半个小时之后吴六命才总算赶到我们面前,只见他浑身包裹得像个粽子,看起来居然超过了王胖子。他稍微喘匀了气之后便开始脱衣服,原来他一共套了五件棉衣,其他是给我们带的。
换上衣服之后,瞬间感觉暖和多了。寒冷和饥饿都可以消磨人的意志,现在浑身暖了,动力就更充足了。
于是我和王胖子在前面,吴六命在中间,常书和老吕殿后。原来首当其冲保护他人的感觉是这么爽。
一路上,老吕询问吴六命城内有没有发生什么情况。
“除了安静什么都没有,那不是一般的安静,静得可怕,没有任何生命的气息。”吴六命如实的说道。
“你一个人怕不怕?”常书问他。
“怕。”多实在的小伙子!
我回头看着常书,只见他张了两次嘴,可能还想再调侃两句。但人家话都说到这个份上,他那些无厘头的搞笑方式便发挥不出来了。
最后只能说了一句:“怕你还跟过来。”
“我更怕一个人回去。”
一句话说得我如鲠在喉,其他人也沉默了下来。是啊!我能深刻体会到他的想法,如果最后只剩下我一个人回去,那真是生不如死。
有了防寒的衣物,至少路途上不再是煎熬。当快要走到峡谷尽头的时,我的心渐渐地提到了嗓子眼,最至关重要的时刻马上就要到了。
当我们踏出一线天的时候,也许会天人两隔。
我咽了口口水,回头看着他们:“你们准备好了吗?”
王胖子打开枪的保险,上膛:“这还要准备吗?”
说着直接冲了出去,我来不及阻拦,看他冲出去之后我着实为他捏了一把汗,于是赶紧跟出去。
出来之后才发现四面视野开阔,没有爷爷所说的大雾,看来我们可能碰不到和同样的遭遇了。而此时已经完全听不到阴兵行军的声音,我想我可能错过了,早知道刚才就让他们等吴六命,而我一直紧紧的跟着了。现在倒好,没了头绪。

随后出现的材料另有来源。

//! Boston: paginated `/bid-listings` index, one `views-row` container per
//! bid, with detail pages that carry a Type/UNSPSC block and most of the
//! interesting fields as labeled text.

use std::sync::LazyLock;

use async_trait::async_trait;
use munibid_core::{title as title_rules, City, RawRecord};
use munibid_storage::{HttpFetcher, Politeness};
use regex::Regex;
use scraper::Html;
use tracing::warn;

use crate::html::{absolutize, document_text, element_text, parse_selector, text_or_none};
use crate::{detail, AdapterError, SourceAdapter};

const BASE_URL: &str = "https://www.boston.gov";
const LISTING_URL: &str = "https://www.boston.gov/bid-listings";

/// Backstop against a pagination-detection bug walking forever.
const MAX_PAGES: usize = 25;

static POSTED_RE: LazyLock<Regex> = LazyLock::new(|| Regex::new(r"Posted:\s*([^|]+)").unwrap());
static DUE_LISTING_RE: LazyLock<Regex> = LazyLock::new(|| Regex::new(r"Due:\s*([^|]+)").unwrap());
static DEPARTMENT_LINE_RE: LazyLock<Regex> =
    LazyLock::new(|| Regex::new(r"(?i)Department:\s*([^\n]+)").unwrap());

static UNSPSC_RE: LazyLock<Regex> = LazyLock::new(|| Regex::new(r"(?i)UNSPSC[:\s]*(\d+)").unwrap());
static RFQ_AVAILABLE_RE: LazyLock<Regex> =
    LazyLock::new(|| Regex::new(r"(?i)RFQ Available[:\s]*([A-Za-z]+ \d{1,2}, \d{4})").unwrap());
static POSTED_DETAIL_RE: LazyLock<Regex> =
    LazyLock::new(|| Regex::new(r"(?i)Posted[:\s]*(\d{1,2}/\d{1,2}/\d{4})").unwrap());
static SOQ_DEADLINE_RE: LazyLock<Regex> = LazyLock::new(|| {
    Regex::new(r"(?i)SOQ Submission Deadline[:\s]*([A-Za-z]+ \d{1,2}, \d{4})").unwrap()
});
static DEADLINE_RE: LazyLock<Regex> =
    LazyLock::new(|| Regex::new(r"(?i)Deadline[:\s]*(\d{1,2}/\d{1,2}/\d{4})").unwrap());
static DUE_DETAIL_RE: LazyLock<Regex> =
    LazyLock::new(|| Regex::new(r"(?i)\bDue[:\s]*(\d{1,2}/\d{1,2}/\d{4})").unwrap());
static LOCATION_RE: LazyLock<Regex> =
    LazyLock::new(|| Regex::new(r"(?i)Location[:\s]*([^\n]+)").unwrap());

#[derive(Debug, Clone, PartialEq)]
pub struct BostonListing {
    pub title: String,
    pub detail_url: Option<String>,
    pub department: Option<String>,
    pub posted: Option<String>,
    pub due: Option<String>,
}

#[derive(Debug, Clone, Default, PartialEq)]
pub struct BostonDetail {
    pub industry: Option<String>,
    pub estimated_value: Option<String>,
    pub release_date: Option<String>,
    pub due_date: Option<String>,
    pub comments: Option<String>,
    pub instructions: Option<String>,
    pub standard_forms: Option<String>,
    pub bid_forms: Option<String>,
}

#[derive(Debug)]
pub struct BostonAdapter {
    politeness: Politeness,
}

impl Default for BostonAdapter {
    fn default() -> Self {
        Self {
            politeness: Politeness::default(),
        }
    }
}

#[async_trait]
impl SourceAdapter for BostonAdapter {
    fn source_id(&self) -> &'static str {
        "boston"
    }

    fn city(&self) -> City {
        City::Boston
    }

    fn source_type(&self) -> &'static str {
        "Open Bids"
    }

    async fn scrape(&self, http: &HttpFetcher) -> Result<Vec<RawRecord>, AdapterError> {
        let mut records = Vec::new();
        let mut page_number = 1;

        loop {
            let url = page_url(page_number);
            let page = if page_number == 1 {
                // A dead first page fails the whole adapter; later pages
                // just end the walk.
                http.get_text(self.source_id(), &url).await?
            } else {
                match http.get_text(self.source_id(), &url).await {
                    Ok(page) => page,
                    Err(err) => {
                        warn!(error = %err, page_number, "boston listing page fetch failed, stopping pagination");
                        break;
                    }
                }
            };

            let listings = parse_listing_page(&page)?;
            if listings.is_empty() {
                break;
            }

            for listing in listings {
                let mut enrichment = BostonDetail::default();
                if let Some(url) = &listing.detail_url {
                    self.politeness.before_detail().await;
                    match http.get_text(self.source_id(), url).await {
                        Ok(detail_page) => enrichment = parse_detail(&detail_page),
                        Err(err) => {
                            warn!(error = %err, url, "boston detail page unavailable, keeping listing fields");
                        }
                    }
                }
                records.push(build_record(listing, enrichment));
            }

            if !has_next_page(&page, page_number)? || page_number >= MAX_PAGES {
                break;
            }
            page_number += 1;
            self.politeness.before_page().await;
        }

        Ok(records)
    }
}

fn page_url(page_number: usize) -> String {
    if page_number == 1 {
        LISTING_URL.to_string()
    } else {
        format!("{LISTING_URL}?page={page_number}")
    }
}

/// One page of the listing index. Only `views-row` containers that hold a
/// real bid link count; the CMS pads the grid with empty rows.
pub fn parse_listing_page(page: &str) -> Result<Vec<BostonListing>, AdapterError> {
    let document = Html::parse_document(page);
    let row_selector = parse_selector("div.views-row")?;
    let link_selector = parse_selector("a[href]")?;
    let txt_selector = parse_selector("div.txt")?;
    let img_selector = parse_selector("img[alt]")?;

    let mut listings = Vec::new();
    for container in document.select(&row_selector) {
        let Some(link) = container
            .select(&link_selector)
            .find(|a| a.value().attr("href").is_some_and(|h| h.contains("/bid-listings/")))
        else {
            continue;
        };
        let Some(title) = text_or_none(element_text(&link)) else {
            continue;
        };
        let detail_url = link.value().attr("href").map(|href| absolutize(BASE_URL, href));

        let mut posted = None;
        let mut due = None;
        if let Some(txt) = container.select(&txt_selector).next() {
            let text = element_text(&txt);
            posted = POSTED_RE
                .captures(&text)
                .and_then(|c| text_or_none(c[1].to_string()));
            due = DUE_LISTING_RE
                .captures(&text)
                .and_then(|c| text_or_none(c[1].to_string()));
        }

        let department = container
            .select(&img_selector)
            .filter_map(|img| img.value().attr("alt"))
            .find(|alt| {
                let lower = alt.to_ascii_lowercase();
                lower.contains("department") || lower.contains("dept")
            })
            .map(str::to_string)
            .or_else(|| {
                DEPARTMENT_LINE_RE
                    .captures(&element_text(&container))
                    .and_then(|c| text_or_none(c[1].to_string()))
            });

        listings.push(BostonListing {
            title,
            detail_url,
            department,
            posted,
            due,
        });
    }
    Ok(listings)
}

/// Pagination check: a link pointing past the current page, a "next page"
/// title, or the `››` glyph.
pub fn has_next_page(page: &str, current_page: usize) -> Result<bool, AdapterError> {
    let document = Html::parse_document(page);
    let link_selector = parse_selector("a[href]")?;
    let next_marker = format!("page={}", current_page + 1);

    for link in document.select(&link_selector) {
        let Some(href) = link.value().attr("href") else {
            continue;
        };
        if !href.contains("?page=") {
            continue;
        }
        let title = link.value().attr("title").unwrap_or("").to_ascii_lowercase();
        let text = element_text(&link);
        if href.contains(&next_marker) || title.contains("next page") || text.contains("››") {
            return Ok(true);
        }
    }
    Ok(false)
}

pub fn parse_detail(page: &str) -> BostonDetail {
    let document = Html::parse_document(page);
    let text = document_text(&document);

    BostonDetail {
        industry: classify_from_detail(&text),
        estimated_value: detail::extract_estimated_value(&text),
        release_date: first_capture(&[&RFQ_AVAILABLE_RE, &POSTED_DETAIL_RE], &text),
        due_date: first_capture(&[&SOQ_DEADLINE_RE, &DEADLINE_RE, &DUE_DETAIL_RE], &text),
        comments: detail_comments(&document, &text),
        instructions: detail::extract_instructions(&text),
        standard_forms: standard_forms_with_unspsc(&text),
        bid_forms: detail::extract_bid_forms(&document),
    }
}

/// Industry from the UNSPSC code when present, content keywords
/// otherwise. `None` leaves the gap for the shared classifier.
fn classify_from_detail(text: &str) -> Option<String> {
    if let Some(caps) = UNSPSC_RE.captures(text) {
        let code = &caps[1];
        let label = match code.get(..2) {
            Some("72") => Some("Construction (Buildings)"),
            Some("93") => Some("Design and Engineering"),
            Some("81") => Some("IT - Software and Services"),
            _ => None,
        };
        if let Some(label) = label {
            return Some(label.to_string());
        }
    }

    let lower = text.to_ascii_lowercase();
    let by_content = [
        ("Construction (Buildings)", &["construction", "community center", "renovation"][..]),
        ("Design and Engineering", &["fiscal agent", "professional services"][..]),
        ("IT - Software and Services", &["software", "digital", "monitoring"][..]),
        ("Vehicle Maintenance and Parts", &["vehicle", "boat", "equipment repair"][..]),
        ("Construction (Public Works, Parks, Roadways)", &["tree planting", "playground"][..]),
    ];
    for (label, keywords) in by_content {
        if keywords.iter().any(|k| lower.contains(k)) {
            return Some(label.to_string());
        }
    }
    None
}

fn detail_comments(document: &Html, text: &str) -> Option<String> {
    let mut parts = Vec::new();
    if let Some(caps) = LOCATION_RE.captures(text) {
        if let Some(location) = text_or_none(caps[1].to_string()) {
            parts.push(format!("Location: {location}"));
        }
    }
    if let Some(scope) = detail::extract_scope_comment(document) {
        parts.push(scope);
    }
    if parts.is_empty() {
        None
    } else {
        Some(detail::truncate(&parts.join(" | "), detail::COMMENT_MAX_LEN))
    }
}

fn standard_forms_with_unspsc(text: &str) -> Option<String> {
    let mut forms = detail::detect_standard_forms(text);
    if let Some(caps) = UNSPSC_RE.captures(text) {
        let note = format!("UNSPSC: {}", &caps[1]);
        forms = Some(match forms {
            Some(existing) => format!("{existing}, {note}"),
            None => note,
        });
    }
    forms
}

fn first_capture(patterns: &[&LazyLock<Regex>], text: &str) -> Option<String> {
    for pattern in patterns {
        if let Some(caps) = pattern.captures(text) {
            if let Some(value) = text_or_none(caps[1].to_string()) {
                return Some(value);
            }
        }
    }
    None
}

fn build_record(listing: BostonListing, enrichment: BostonDetail) -> RawRecord {
    RawRecord {
        department: listing.department,
        industry: enrichment.industry,
        estimated_value: enrichment.estimated_value,
        release_date: enrichment.release_date.or(listing.posted),
        due_date: enrichment.due_date.or(listing.due),
        comments: enrichment.comments,
        instructions: enrichment.instructions,
        standard_forms: enrichment.standard_forms,
        bid_forms: enrichment.bid_forms,
        bid_number: title_rules::extract_bid_number(&listing.title),
        source_url: listing.detail_url.or_else(|| Some(LISTING_URL.to_string())),
        title: listing.title,
        ..RawRecord::default()
    }
}

#[cfg(test)]
mod tests {
    use super::*;

    const LISTING_PAGE: &str = r##"
        <html><body>
        <div class="views-row">
          <a href="/bid-listings/rfp-2025-118-community-center">RFP-2025-118 Community Center Renovation</a>
          <div class="txt">Posted: 07/07/2025 | Due: 07/22/2025</div>
          <img alt="Property Management Department" src="/x.png">
        </div>
        <div class="views-row"><span>advertisement</span></div>
        <div class="views-row">
          <a href="/bid-listings/tree-planting-fall">Fall Tree Planting Program</a>
          <div class="txt">Posted: 07/01/2025</div>
        </div>
        <a href="?page=2" title="Go to next page">››</a>
        </body></html>"##;

    #[test]
    fn listing_rows_without_bid_links_are_skipped() {
        let listings = parse_listing_page(LISTING_PAGE).unwrap();
        assert_eq!(listings.len(), 2);

        let first = &listings[0];
        assert_eq!(first.title, "RFP-2025-118 Community Center Renovation");
        assert_eq!(
            first.detail_url.as_deref(),
            Some("https://www.boston.gov/bid-listings/rfp-2025-118-community-center")
        );
        assert_eq!(first.posted.as_deref(), Some("07/07/2025"));
        assert_eq!(first.due.as_deref(), Some("07/22/2025"));
        assert_eq!(first.department.as_deref(), Some("Property Management Department"));

        assert_eq!(listings[1].due, None);
    }

    #[test]
    fn next_page_detection_reads_pagination_links() {
        assert!(has_next_page(LISTING_PAGE, 1).unwrap());
        assert!(!has_next_page("<html><body>no links</body></html>", 1).unwrap());
    }

    #[test]
    fn detail_page_fields_come_from_labeled_text() {
        let page = r##"
            <html><body>
            <p>Type: Electronic</p>
            <p>UNSPSC: 72101500</p>
            <p>Location: 1483 Tremont Street, Roxbury</p>
            <p>Estimated Construction Cost: $50,000,000</p>
            <p>RFQ Available: July 7, 2025</p>
            <p>SOQ Submission Deadline: July 22, 2025</p>
            <p>The project consists of the design and construction of a new community
            center serving the Roxbury neighborhood, with background site work and
            related services included in the scope.</p>
            <p>Submission: one PDF on a USB flash drive delivered to Room 808.</p>
            <p>Prevailing Wages Apply. DCAMM Certification required.</p>
            <a href="/forms/soq-form.pdf">SOQ Form</a>
            </body></html>"##;
        let detail = parse_detail(page);
        assert_eq!(detail.industry.as_deref(), Some("Construction (Buildings)"));
        assert_eq!(detail.estimated_value.as_deref(), Some("$50,000,000"));
        assert_eq!(detail.release_date.as_deref(), Some("July 7, 2025"));
        assert_eq!(detail.due_date.as_deref(), Some("July 22, 2025"));
        assert!(detail.comments.unwrap().starts_with("Location: 1483 Tremont Street"));
        assert!(detail.instructions.unwrap().contains("USB flash drive"));
        let forms = detail.standard_forms.unwrap();
        assert!(forms.contains("Prevailing Wage"));
        assert!(forms.contains("UNSPSC: 72101500"));
        assert_eq!(detail.bid_forms.as_deref(), Some("SOQ Form"));
    }

    #[test]
    fn detail_fields_win_over_listing_fields() {
        let listing = BostonListing {
            title: "RFP-2025-118 Community Center Renovation".into(),
            detail_url: None,
            department: None,
            posted: Some("07/07/2025".into()),
            due: Some("07/22/2025".into()),
        };
        let enrichment = BostonDetail {
            due_date: Some("July 29, 2025".into()),
            ..BostonDetail::default()
        };
        let record = build_record(listing, enrichment);
        assert_eq!(record.due_date.as_deref(), Some("July 29, 2025"));
        assert_eq!(record.release_date.as_deref(), Some("07/07/2025"));
        assert_eq!(record.bid_number.as_deref(), Some("2025-118"));
    }
}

刚想到这儿,我便被周围的环境深深的吸引。王胖子双手抱枪,将枪口朝上惊讶地看着四周:“我靠,这里竟然像……像一个……”
“象一个古战场,对吗?”
一片辽阔的平地,横亘眼前所有的视线,遥相观望,隐约能看到四周黑影灼灼的山峦,我们就像站在一个巨型脸盆的盆底。说是像一个古战场,其实更像是一个角斗场。狭小的入口,既便是大量的军队可以缓缓的进入,但如果失败的一方想要撤退或逃跑可谓难如登天,除了少量运气极好的以外,大部分的残军都将葬身于此。
不禁让我想起了一首吊古文战场:
浩浩乎!平沙无垠,敻不见人。
河水萦带,群山纠纷。
黯兮惨悴,风悲日曛。
蓬断草枯,凛若霜晨。
鸟飞不下,兽铤亡群。
亭长告余曰:“此古战场也。常覆三军;往往鬼哭,天阴则闻。”
伤心哉!秦欤?汉欤?将近代欤?
何等凄凉,每逢阴雨天气便能听到鬼哭。恰巧这里出没阴兵,整片区域又仿佛被人为修整过一般,种种迹象表明,这里之前应该是一处古战场。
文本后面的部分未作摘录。